Si no se le pone remedio este gusano se reproduce hasta infestar el corazón y los vasos sanguíneos pulmonares,  causando la muerte del perro ya sea debida a un fallo cardíaco ya sea porque los vermes pasan a otros órganos, afectándolos severamente.

Desgraciadamente se trata de una enfermedad que no produce síntomas en sus inicios, por lo que muchas veces cuándo el dueño del animal se da cuenta de que este está afectado ya la enfermedad ha causado daños serios. Precisamente aquí radica el mayor problema de esta enfermedad,  en no ser capaces de detectarla a tiempo.

La prevención, la mejor arma

Un solo animal infectado presenta las larvas del gusano en su sangre, por lo que si un mosquito lo pica, las absorberá junto con la sangre y puede ser origen de una infección  masiva.  Si se produce algún caso de filariosis en la zona, lo normal es que el veterinario nos recomiende realizar un programa preventivo.

Lo primero es saber si el animal está o no infectado mediante un simple análisis de sangre. Si este da positivo nos darán un tratamiento encaminado a solucionar la enfermedad, que, aunque puede ser algo largo, costoso y bastante engorroso, tiene éxito en un alto porcentaje de casos si se diagnostica antes de que se hayan producido daños irreparables.

Parásito de la filarosis canina durante una intervención

El tratamiento de esta enfermedad tiene muchos efectos secundarios y no todos los animales son capaces de aguantar el reposo que es necesario guardar, ya que cuándo los gusanos mueren se esparcen por los pulmones hasta ser eliminados lentamente, pudiendo causar oclusiones. Este es otro motivo por el que la prevención es fundamental.

En caso de que de negativo, lo habitual es que os ofrezcan unas pastillas que el perro debe de tomar una vez al mes. Este tratamiento hace que si el animal se infecte elimine al parásito inmediatamente, impidiendo su reproducción.

Síntomas de la filariosis canina

Una vez que la enfermedad está avanzada, los síntomas de la misma comienzan a hacerse visibles.

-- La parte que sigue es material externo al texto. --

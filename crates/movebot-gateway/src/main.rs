use std::net::SocketAddr;
use std::path::Path;
use std::sync::Arc;
use std::time::Duration;

use clap::{Parser, ValueEnum};
use rusqlite::Connection;
use tracing::info;

use movebot_channels::{BotApiSender, HttpMediaFetcher, SenderRegistry};
use movebot_core::config::MovebotConfig;
use movebot_gateway::app::{build_router, AppState};
use movebot_gateway::handlers::{
    CrewFallbackHandler, MediaCleanupHandler, NotifyOperatorHandler, OutboundReplyHandler,
    ProcessMediaHandler,
};
use movebot_gateway::ingress::Ingress;
use movebot_gateway::poller::Poller;
use movebot_leads::LeadRepository;
use movebot_media::{LocalDirStore, MediaLinkSigner, MediaStore};
use movebot_pricing::catalog::Catalog;
use movebot_queue::{types::types_for_role, JobQueue, Worker};
use movebot_sessions::{InboundDedup, SessionStore};
use movebot_tenants::{TaggedPlainCipher, TenantRegistry};

/// Which loops this process runs.
#[derive(Debug, Clone, Copy, PartialEq, Eq, ValueEnum)]
enum ProcessRole {
    /// HTTP ingress only.
    Web,
    /// Queue worker only.
    Worker,
    /// Lease sweep + periodic cleanup only.
    Poller,
    /// Everything in one process.
    All,
}

#[derive(Parser, Debug)]
#[command(name = "movebot-gateway", about = "Conversational lead-capture service")]
struct Args {
    /// Path to movebot.toml (defaults to ~/.movebot/movebot.toml).
    #[arg(long)]
    config: Option<String>,

    /// Deployment role for this process.
    #[arg(long, value_enum, default_value_t = ProcessRole::All)]
    role: ProcessRole,
}

fn open_db(path: &str) -> anyhow::Result<Connection> {
    if let Some(parent) = Path::new(path).parent() {
        std::fs::create_dir_all(parent)?;
    }
    let conn = Connection::open(path)?;
    // WAL lets the per-store connections write without blocking each other.
    conn.execute_batch("PRAGMA journal_mode=WAL; PRAGMA busy_timeout=5000;")?;
    Ok(conn)
}

#[tokio::main]
async fn main() -> anyhow::Result<()> {
    tracing_subscriber::fmt()
        .with_env_filter(
            tracing_subscriber::EnvFilter::try_from_default_env()
                .unwrap_or_else(|_| "movebot=info,movebot_gateway=info,tower_http=info".into()),
        )
        .init();

    let args = Args::parse();
    let config = MovebotConfig::load(args.config.as_deref()).unwrap_or_else(|e| {
        tracing::warn!("Config load failed ({}), using defaults", e);
        MovebotConfig::default()
    });

    let db_path = config.database.path.clone();

    // One connection per store; WAL keeps the writers from blocking each
    // other across the process.
    let sessions_conn = open_db(&db_path)?;
    movebot_sessions::db::init_db(&sessions_conn)?;
    let dedup_conn = open_db(&db_path)?;
    let queue_conn = open_db(&db_path)?;
    movebot_queue::db::init_db(&queue_conn)?;
    let leads_conn = open_db(&db_path)?;
    movebot_leads::db::init_db(&leads_conn)?;
    let tenants_conn = open_db(&db_path)?;
    movebot_tenants::db::init_db(&tenants_conn)?;
    let media_conn = open_db(&db_path)?;
    movebot_media::db::init_db(&media_conn)?;

    let cipher = Arc::new(TaggedPlainCipher::new(
        config.security.credentials_key.clone().into_bytes(),
    ));
    let registry = Arc::new(TenantRegistry::new(tenants_conn, cipher));
    let sessions = Arc::new(SessionStore::new(sessions_conn));
    let dedup = Arc::new(InboundDedup::new(dedup_conn));
    let queue = Arc::new(JobQueue::new(queue_conn));
    let leads = Arc::new(LeadRepository::new(leads_conn));
    let media = Arc::new(MediaStore::new(media_conn));
    let objects = Arc::new(LocalDirStore::new(config.media.root_dir.clone()));
    let signer = Arc::new(MediaLinkSigner::new(
        config.media.sign_secret.clone().into_bytes(),
    ));
    let catalog = Arc::new(Catalog::from_config(&config.pricing));

    let mut senders = SenderRegistry::new();
    senders.register(Arc::new(BotApiSender::default()));
    let senders = Arc::new(senders);
    let fetcher = Arc::new(HttpMediaFetcher::new());

    let (shutdown_tx, shutdown_rx) = tokio::sync::watch::channel(false);
    let mut tasks = Vec::new();

    if matches!(args.role, ProcessRole::Worker | ProcessRole::All) {
        let mut worker = Worker::new(
            queue.clone(),
            Duration::from_millis(config.worker.poll_interval_ms),
        );
        for job_type in types_for_role(config.worker.role) {
            match *job_type {
                movebot_queue::job_types::OUTBOUND_REPLY => {
                    worker.register(Arc::new(OutboundReplyHandler::new(
                        registry.clone(),
                        senders.clone(),
                    )))
                }
                movebot_queue::job_types::PROCESS_MEDIA => {
                    worker.register(Arc::new(ProcessMediaHandler::new(
                        registry.clone(),
                        fetcher.clone(),
                        objects.clone(),
                        media.clone(),
                        queue.clone(),
                        config.media.ttl_days,
                    )))
                }
                movebot_queue::job_types::NOTIFY_OPERATOR => {
                    worker.register(Arc::new(NotifyOperatorHandler::new(
                        registry.clone(),
                        leads.clone(),
                        media.clone(),
                        signer.clone(),
                        senders.clone(),
                        catalog.clone(),
                        config.operator.clone(),
                        queue.clone(),
                    )))
                }
                movebot_queue::job_types::NOTIFY_CREW_FALLBACK => {
                    worker.register(Arc::new(CrewFallbackHandler::new(
                        registry.clone(),
                        leads.clone(),
                        senders.clone(),
                        catalog.clone(),
                        config.operator.clone(),
                        queue.clone(),
                    )))
                }
                movebot_queue::job_types::MEDIA_CLEANUP => {
                    worker.register(Arc::new(MediaCleanupHandler::new(
                        media.clone(),
                        objects.clone(),
                    )))
                }
                other => tracing::warn!(job_type = other, "no handler known for job type"),
            }
        }
        info!(role = ?config.worker.role, types = ?worker.allowed_types(), "worker configured");
        tasks.push(tokio::spawn(worker.run(shutdown_rx.clone())));
    }

    if matches!(args.role, ProcessRole::Poller | ProcessRole::All) {
        let poller = Poller::new(
            queue.clone(),
            Duration::from_secs(config.worker.lease_horizon_secs),
        );
        tasks.push(tokio::spawn(poller.run(shutdown_rx.clone())));
    }

    if matches!(args.role, ProcessRole::Web | ProcessRole::All) {
        let ingress = Arc::new(Ingress::new(
            config.clone(),
            registry.clone(),
            sessions.clone(),
            dedup.clone(),
            leads.clone(),
            queue.clone(),
        ));
        let state = Arc::new(AppState { ingress });
        let router = build_router(state);

        let addr: SocketAddr =
            format!("{}:{}", config.gateway.bind, config.gateway.port).parse()?;
        info!("movebot gateway listening on {}", addr);
        let listener = tokio::net::TcpListener::bind(addr).await?;
        tasks.push(tokio::spawn(async move {
            if let Err(e) = axum::serve(listener, router).await {
                tracing::error!("http server error: {e}");
            }
        }));
    }

    tokio::signal::ctrl_c().await?;
    info!("shutdown signal received");
    let _ = shutdown_tx.send(true);
    for task in tasks {
        let _ = task.await;
    }
    Ok(())
}
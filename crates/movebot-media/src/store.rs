use std::path::PathBuf;
use std::str::FromStr;
use std::sync::Mutex;

use rusqlite::Connection;
use tracing::{debug, info, instrument};
use uuid::Uuid;

use movebot_core::types::Provider;

use crate::error::{MediaError, Result};
use crate::types::{MediaAsset, MediaKind};

/// Hard cap on a single ingested object.
pub const MAX_MEDIA_BYTES: u64 = 50 * 1024 * 1024;

/// Blob storage seam. The production implementation is an S3-compatible
/// client owned by the deployment; `LocalDirStore` below covers dev and
/// tests.
pub trait ObjectStore: Send + Sync {
    fn put(&self, key: &str, bytes: &[u8]) -> Result<()>;
    fn delete(&self, key: &str) -> Result<()>;
}

/// Object store over a local directory. Keys map to relative paths.
pub struct LocalDirStore {
    root: PathBuf,
}

impl LocalDirStore {
    pub fn new(root: impl Into<PathBuf>) -> Self {
        Self { root: root.into() }
    }
}

impl ObjectStore for LocalDirStore {
    fn put(&self, key: &str, bytes: &[u8]) -> Result<()> {
        let path = self.root.join(key);
        if let Some(parent) = path.parent() {
            std::fs::create_dir_all(parent)?;
        }
        std::fs::write(path, bytes)?;
        Ok(())
    }

    fn delete(&self, key: &str) -> Result<()> {
        match std::fs::remove_file(self.root.join(key)) {
            Ok(()) => Ok(()),
            Err(e) if e.kind() == std::io::ErrorKind::NotFound => Ok(()),
            Err(e) => Err(MediaError::ObjectStore(e)),
        }
    }
}

/// Bookkeeping for ingested media rows.
pub struct MediaStore {
    db: Mutex<Connection>,
}

impl MediaStore {
    /// Wrap an already-open (and `init_db`-initialised) connection.
    pub fn new(conn: Connection) -> Self {
        Self {
            db: Mutex::new(conn),
        }
    }

    /// Build the object key for a new asset:
    /// `media/{tenant}/{lead}/{uuid}.{ext}`. Leadless assets use `unassigned`.
    pub fn object_key(tenant_id: &str, lead_id: Option<&str>, content_type: &str) -> (String, String) {
        let id = Uuid::new_v4().to_string();
        let ext = MediaKind::extension_for(content_type);
        let key = format!(
            "media/{}/{}/{}.{}",
            tenant_id,
            lead_id.unwrap_or("unassigned"),
            id,
            ext
        );
        (id, key)
    }

    /// Insert one asset row.
    #[instrument(skip(self, asset), fields(asset_id = %asset.id, tenant_id = %asset.tenant_id))]
    pub fn insert(&self, asset: &MediaAsset) -> Result<()> {
        let db = self.db.lock().unwrap();
        db.execute(
            "INSERT INTO media_assets
             (id, tenant_id, lead_id, chat_id, provider, kind, content_type,
              size_bytes, s3_key, expires_at, created_at)
             VALUES (?1, ?2, ?3, ?4, ?5, ?6, ?7, ?8, ?9, ?10, ?11)",
            rusqlite::params![
                asset.id,
                asset.tenant_id,
                asset.lead_id,
                asset.chat_id,
                asset.provider.as_str(),
                asset.kind.as_str(),
                asset.content_type,
                asset.size_bytes as i64,
                asset.s3_key,
                asset.expires_at,
                asset.created_at,
            ],
        )?;
        debug!("media asset recorded");
        Ok(())
    }

    pub fn get(&self, id: &str) -> Result<MediaAsset> {
        let db = self.db.lock().unwrap();
        match db.query_row(
            "SELECT id, tenant_id, lead_id, chat_id, provider, kind, content_type,
                    size_bytes, s3_key, expires_at, created_at
             FROM media_assets WHERE id = ?1",
            [id],
            row_to_asset,
        ) {
            Ok(asset) => Ok(asset),
            Err(rusqlite::Error::QueryReturnedNoRows) => {
                Err(MediaError::NotFound { id: id.to_string() })
            }
            Err(e) => Err(MediaError::Database(e)),
        }
    }

    /// All assets attached to a lead, oldest first.
    pub fn list_for_lead(&self, tenant_id: &str, lead_id: &str) -> Result<Vec<MediaAsset>> {
        let db = self.db.lock().unwrap();
        let mut stmt = db.prepare(
            "SELECT id, tenant_id, lead_id, chat_id, provider, kind, content_type,
                    size_bytes, s3_key, expires_at, created_at
             FROM media_assets
             WHERE tenant_id = ?1 AND lead_id = ?2
             ORDER BY created_at",
        )?;
        let rows = stmt.query_map(rusqlite::params![tenant_id, lead_id], row_to_asset)?;
        Ok(rows.filter_map(|r| r.ok()).collect())
    }

    /// Delete expired assets: object first, then the row, so a failed object
    /// delete leaves the row for the next sweep. Idempotent.
    pub fn cleanup_expired(&self, objects: &dyn ObjectStore) -> Result<usize> {
        let now = chrono::Utc::now().to_rfc3339();
        let expired: Vec<(String, String)> = {
            let db = self.db.lock().unwrap();
            let mut stmt = db.prepare(
                "SELECT id, s3_key FROM media_assets
                 WHERE expires_at IS NOT NULL AND expires_at < ?1",
            )?;
            let rows = stmt.query_map([&now], |row| Ok((row.get(0)?, row.get(1)?)))?;
            rows.filter_map(|r| r.ok()).collect()
        };

        let mut removed = 0;
        for (id, key) in expired {
            objects.delete(&key)?;
            let db = self.db.lock().unwrap();
            db.execute("DELETE FROM media_assets WHERE id = ?1", [&id])?;
            removed += 1;
        }
        if removed > 0 {
            info!(count = removed, "expired media assets cleaned up");
        }
        Ok(removed)
    }
}

fn row_to_asset(row: &rusqlite::Row<'_>) -> rusqlite::Result<MediaAsset> {
    let provider_str: String = row.get(4)?;
    let kind_str: String = row.get(5)?;
    let size: i64 = row.get(7)?;
    Ok(MediaAsset {
        id: row.get(0)?,
        tenant_id: row.get(1)?,
        lead_id: row.get(2)?,
        chat_id: row.get(3)?,
        provider: Provider::from_str(&provider_str).unwrap_or(Provider::Telegram),
        kind: match kind_str.as_str() {
            "image" => MediaKind::Image,
            "video" => MediaKind::Video,
            "audio" => MediaKind::Audio,
            _ => MediaKind::Document,
        },
        content_type: row.get(6)?,
        size_bytes: size as u64,
        s3_key: row.get(8)?,
        expires_at: row.get(9)?,
        created_at: row.get(10)?,
    })
}
use std::sync::Arc;

use async_trait::async_trait;
use serde::Deserialize;

use movebot_channels::{OutboundMessage, SenderRegistry};
use movebot_core::types::{Button, Provider};
use movebot_queue::{job_types, HandlerError, Job, JobHandler};
use movebot_tenants::TenantRegistry;

#[derive(Debug, Deserialize)]
struct OutboundReplyPayload {
    provider: Provider,
    chat_id: String,
    text: String,
    #[serde(default)]
    buttons: Vec<Button>,
}

/// Delivers engine replies through the channel adapter bound to the tenant.
pub struct OutboundReplyHandler {
    registry: Arc<TenantRegistry>,
    senders: Arc<SenderRegistry>,
}

impl OutboundReplyHandler {
    pub fn new(registry: Arc<TenantRegistry>, senders: Arc<SenderRegistry>) -> Self {
        Self { registry, senders }
    }
}

#[async_trait]
impl JobHandler for OutboundReplyHandler {
    fn job_type(&self) -> &'static str {
        job_types::OUTBOUND_REPLY
    }

    async fn run(&self, job: &Job) -> Result<(), HandlerError> {
        let payload: OutboundReplyPayload =
            serde_json::from_value(job.payload.clone()).map_err(HandlerError::permanent)?;

        let credentials = self
            .registry
            .credentials(&job.tenant_id, payload.provider)
            .map_err(HandlerError::permanent)?;

        let msg = OutboundMessage {
            tenant_id: job.tenant_id.clone(),
            chat_id: payload.chat_id,
            text: payload.text,
            buttons: payload.buttons,
            media_refs: Vec::new(),
        };
        self.senders
            .send(payload.provider, &credentials, &msg)
            .await
            .map_err(super::channel_error)
    }
}
use figment::{
    providers::{Env, Format, Toml},
    Figment,
};
use serde::{Deserialize, Serialize};

use crate::types::Language;

/// Upper bound accepted for a booking date, relative to today.
pub const MAX_BOOKING_HORIZON_DAYS: i64 = 180;
/// Cargo descriptions longer than this with zero recognized items suppress
/// the user-facing estimate.
pub const SUPPRESSION_MIN_CARGO_LEN: usize = 30;

/// Top-level config (movebot.toml + MOVEBOT_* env overrides).
#[derive(Debug, Clone, Serialize, Deserialize, Default)]
pub struct MovebotConfig {
    #[serde(default)]
    pub database: DatabaseConfig,
    #[serde(default)]
    pub gateway: GatewayConfig,
    #[serde(default)]
    pub worker: WorkerConfig,
    #[serde(default)]
    pub bots: BotsConfig,
    #[serde(default)]
    pub operator: OperatorConfig,
    #[serde(default)]
    pub media: MediaConfig,
    #[serde(default)]
    pub security: SecurityConfig,
    #[serde(default)]
    pub pricing: PricingConfig,
}

#[derive(Debug, Clone, Serialize, Deserialize)]
pub struct SecurityConfig {
    /// Key for the channel-credential cipher's context-tag MAC.
    #[serde(default = "default_credentials_key")]
    pub credentials_key: String,
}

impl Default for SecurityConfig {
    fn default() -> Self {
        Self {
            credentials_key: default_credentials_key(),
        }
    }
}

#[derive(Debug, Clone, Serialize, Deserialize)]
pub struct DatabaseConfig {
    #[serde(default = "default_db_path")]
    pub path: String,
}

impl Default for DatabaseConfig {
    fn default() -> Self {
        Self {
            path: default_db_path(),
        }
    }
}

#[derive(Debug, Clone, Serialize, Deserialize)]
pub struct GatewayConfig {
    #[serde(default = "default_bind")]
    pub bind: String,
    #[serde(default = "default_port")]
    pub port: u16,
}

impl Default for GatewayConfig {
    fn default() -> Self {
        Self {
            bind: default_bind(),
            port: default_port(),
        }
    }
}

/// Which job handlers a worker process registers.
#[derive(Debug, Clone, Copy, PartialEq, Eq, Serialize, Deserialize, Default)]
#[serde(rename_all = "kebab-case")]
pub enum WorkerRole {
    /// Outbound replies, media ingestion, operator notification, cleanup.
    Core,
    /// Crew-fallback delivery only.
    Dispatch,
    #[default]
    All,
}

#[derive(Debug, Clone, Serialize, Deserialize)]
pub struct WorkerConfig {
    #[serde(default)]
    pub role: WorkerRole,
    /// Queue poll interval in milliseconds (clamped to 50–500 at use).
    #[serde(default = "default_poll_interval_ms")]
    pub poll_interval_ms: u64,
    /// Running jobs older than this are returned to pending by the sweep.
    #[serde(default = "default_lease_horizon_secs")]
    pub lease_horizon_secs: u64,
}

impl Default for WorkerConfig {
    fn default() -> Self {
        Self {
            role: WorkerRole::default(),
            poll_interval_ms: default_poll_interval_ms(),
            lease_horizon_secs: default_lease_horizon_secs(),
        }
    }
}

#[derive(Debug, Clone, Serialize, Deserialize)]
pub struct BotsConfig {
    /// Only listed bot ids are loadable. Inbound traffic for a session with
    /// an unlisted `bot_type` is rejected at ingress.
    #[serde(default = "default_enabled_bots")]
    pub enabled: Vec<String>,
}

impl Default for BotsConfig {
    fn default() -> Self {
        Self {
            enabled: default_enabled_bots(),
        }
    }
}

#[derive(Debug, Clone, Serialize, Deserialize)]
pub struct OperatorConfig {
    /// Run the stored translation pass when formatting the operator message.
    #[serde(default)]
    pub lead_translation_enabled: bool,
    /// Target language for operator-facing lead text.
    #[serde(default = "default_operator_lang")]
    pub lead_target_lang: Language,
    /// Enqueue the crew-fallback delivery after finalization.
    /// Tenants may override via their own config blob.
    #[serde(default = "bool_true")]
    pub crew_fallback_enabled: bool,
    /// Media count at or below which attachments are delivered inline;
    /// above it the operator message carries signed links instead.
    #[serde(default = "default_max_inline_media")]
    pub max_inline_media_count: usize,
}

impl Default for OperatorConfig {
    fn default() -> Self {
        Self {
            lead_translation_enabled: false,
            lead_target_lang: default_operator_lang(),
            crew_fallback_enabled: true,
            max_inline_media_count: default_max_inline_media(),
        }
    }
}

#[derive(Debug, Clone, Serialize, Deserialize)]
pub struct MediaConfig {
    /// Days before an ingested asset expires and is cleaned up.
    #[serde(default = "default_media_ttl_days")]
    pub ttl_days: u32,
    /// HMAC secret for signed media links.
    #[serde(default = "default_media_secret")]
    pub sign_secret: String,
    /// Root directory for the local object store implementation.
    #[serde(default = "default_media_root")]
    pub root_dir: String,
}

impl Default for MediaConfig {
    fn default() -> Self {
        Self {
            ttl_days: default_media_ttl_days(),
            sign_secret: default_media_secret(),
            root_dir: default_media_root(),
        }
    }
}

/// Pricing knobs. Every amount is in whole currency units.
#[derive(Debug, Clone, Serialize, Deserialize)]
pub struct PricingConfig {
    #[serde(default = "default_currency")]
    pub currency: String,
    /// Show the computed range to the end user. When false the user sees a
    /// "to be confirmed" message but the breakdown is still persisted.
    #[serde(default = "bool_true")]
    pub estimate_display_enabled: bool,

    // Volume bases per category.
    #[serde(default = "default_base_small")]
    pub base_small: i64,
    #[serde(default = "default_base_medium")]
    pub base_medium: i64,
    #[serde(default = "default_base_large")]
    pub base_large: i64,
    #[serde(default = "default_base_xl")]
    pub base_xl: i64,

    /// Midpoint-sum thresholds for volume inference from extracted items.
    #[serde(default = "default_volume_small_max")]
    pub volume_small_max: i64,
    #[serde(default = "default_volume_medium_max")]
    pub volume_medium_max: i64,
    #[serde(default = "default_volume_large_max")]
    pub volume_large_max: i64,
    /// This many heavy items force the `xl` category.
    #[serde(default = "default_heavy_xl_count")]
    pub heavy_xl_count: usize,

    /// Surcharge per floor without elevator, floors above the first.
    #[serde(default = "default_per_floor_rate")]
    pub per_floor_rate: i64,

    // Route band fees.
    #[serde(default)]
    pub fee_same_city: i64,
    #[serde(default = "default_fee_same_metro")]
    pub fee_same_metro: i64,
    #[serde(default = "default_fee_inter_region_short")]
    pub fee_inter_region_short: i64,
    #[serde(default = "default_fee_inter_region_long")]
    pub fee_inter_region_long: i64,
    #[serde(default = "default_fee_cross_country")]
    pub fee_cross_country: i64,

    // Route band minimums applied to the final range.
    #[serde(default = "default_min_same_city")]
    pub min_same_city: i64,
    #[serde(default = "default_min_same_metro")]
    pub min_same_metro: i64,
    #[serde(default = "default_min_inter_region_short")]
    pub min_inter_region_short: i64,
    #[serde(default = "default_min_inter_region_long")]
    pub min_inter_region_long: i64,
    #[serde(default = "default_min_cross_country")]
    pub min_cross_country: i64,

    // Extras fees.
    #[serde(default = "default_extra_movers")]
    pub extra_movers: i64,
    #[serde(default = "default_extra_assembly")]
    pub extra_assembly: i64,
    #[serde(default = "default_extra_packing")]
    pub extra_packing: i64,

    // Complexity guards.
    #[serde(default = "default_complex_multiplier")]
    pub complex_multiplier: f64,
    #[serde(default = "default_risk_buffer")]
    pub risk_buffer: f64,
    #[serde(default = "default_complex_min_floor")]
    pub complex_min_floor: i64,

    /// Extra catalog entries merged over the built-in item table.
    #[serde(default)]
    pub catalog: Vec<CatalogItemConfig>,
}

/// One config-supplied catalog item. Overrides a built-in entry with the
/// same key, otherwise extends the catalog.
#[derive(Debug, Clone, Serialize, Deserialize)]
pub struct CatalogItemConfig {
    pub key: String,
    pub price_min: i64,
    pub price_max: i64,
    #[serde(default)]
    pub heavy: bool,
    #[serde(default)]
    pub aliases: Vec<String>,
    pub label_ru: String,
    pub label_en: String,
    pub label_he: String,
}

impl Default for PricingConfig {
    fn default() -> Self {
        Self {
            currency: default_currency(),
            estimate_display_enabled: true,
            base_small: default_base_small(),
            base_medium: default_base_medium(),
            base_large: default_base_large(),
            base_xl: default_base_xl(),
            volume_small_max: default_volume_small_max(),
            volume_medium_max: default_volume_medium_max(),
            volume_large_max: default_volume_large_max(),
            heavy_xl_count: default_heavy_xl_count(),
            per_floor_rate: default_per_floor_rate(),
            fee_same_city: 0,
            fee_same_metro: default_fee_same_metro(),
            fee_inter_region_short: default_fee_inter_region_short(),
            fee_inter_region_long: default_fee_inter_region_long(),
            fee_cross_country: default_fee_cross_country(),
            min_same_city: default_min_same_city(),
            min_same_metro: default_min_same_metro(),
            min_inter_region_short: default_min_inter_region_short(),
            min_inter_region_long: default_min_inter_region_long(),
            min_cross_country: default_min_cross_country(),
            extra_movers: default_extra_movers(),
            extra_assembly: default_extra_assembly(),
            extra_packing: default_extra_packing(),
            complex_multiplier: default_complex_multiplier(),
            risk_buffer: default_risk_buffer(),
            complex_min_floor: default_complex_min_floor(),
            catalog: Vec::new(),
        }
    }
}

fn bool_true() -> bool {
    true
}
fn default_db_path() -> String {
    let home = std::env::var("HOME").unwrap_or_else(|_| ".".to_string());
    format!("{}/.movebot/movebot.db", home)
}
fn default_bind() -> String {
    "127.0.0.1".to_string()
}
fn default_port() -> u16 {
    18620
}
fn default_poll_interval_ms() -> u64 {
    200
}
fn default_lease_horizon_secs() -> u64 {
    300
}
fn default_enabled_bots() -> Vec<String> {
    vec!["moving_bot_v1".to_string()]
}
fn default_operator_lang() -> Language {
    Language::Ru
}
fn default_max_inline_media() -> usize {
    5
}
fn default_media_ttl_days() -> u32 {
    30
}
fn default_media_secret() -> String {
    "change-me".to_string()
}
fn default_credentials_key() -> String {
    "change-me-too".to_string()
}
fn default_media_root() -> String {
    let home = std::env::var("HOME").unwrap_or_else(|_| ".".to_string());
    format!("{}/.movebot/media", home)
}
fn default_currency() -> String {
    "ILS".to_string()
}
fn default_base_small() -> i64 {
    900
}
fn default_base_medium() -> i64 {
    1900
}
fn default_base_large() -> i64 {
    3400
}
fn default_base_xl() -> i64 {
    5200
}
fn default_volume_small_max() -> i64 {
    1500
}
fn default_volume_medium_max() -> i64 {
    3500
}
fn default_volume_large_max() -> i64 {
    6500
}
fn default_heavy_xl_count() -> usize {
    2
}
fn default_per_floor_rate() -> i64 {
    120
}
fn default_fee_same_metro() -> i64 {
    250
}
fn default_fee_inter_region_short() -> i64 {
    450
}
fn default_fee_inter_region_long() -> i64 {
    900
}
fn default_fee_cross_country() -> i64 {
    1600
}
fn default_min_same_city() -> i64 {
    600
}
fn default_min_same_metro() -> i64 {
    800
}
fn default_min_inter_region_short() -> i64 {
    1200
}
fn default_min_inter_region_long() -> i64 {
    2000
}
fn default_min_cross_country() -> i64 {
    3200
}
fn default_extra_movers() -> i64 {
    400
}
fn default_extra_assembly() -> i64 {
    350
}
fn default_extra_packing() -> i64 {
    500
}
fn default_complex_multiplier() -> f64 {
    1.18
}
fn default_risk_buffer() -> f64 {
    1.08
}
fn default_complex_min_floor() -> i64 {
    7800
}

impl MovebotConfig {
    /// Load config from a TOML file with MOVEBOT_* env var overrides.
    ///
    /// Checks in order:
    ///   1. Explicit path argument
    ///   2. ~/.movebot/movebot.toml
    pub fn load(config_path: Option<&str>) -> crate::error::Result<Self> {
        let path = config_path
            .map(String::from)
            .unwrap_or_else(default_config_path);

        let config: MovebotConfig = Figment::new()
            .merge(Toml::file(&path))
            .merge(Env::prefixed("MOVEBOT_").split("_"))
            .extract()
            .map_err(|e| crate::error::MovebotError::Config(e.to_string()))?;

        Ok(config)
    }
}

fn default_config_path() -> String {
    let home = std::env::var("HOME").unwrap_or_else(|_| ".".to_string());
    format!("{}/.movebot/movebot.toml", home)
}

Al principio el perro perderá energías, es posible que no tenga ganas de jugar y que si quiere hacerlo se agote muy rápido.

Pronto comenzará a perder el apetito, la respiración se le notará acelerada y seguramente comience a toser de manera crónica.

Recuerda que es importante que ante cualquier cambio en el comportamiento del animal, en su ánimo, sus hábitos alimenticios o ante síntomas de enfermedad, debemos de acudir al veterinario para una revisión.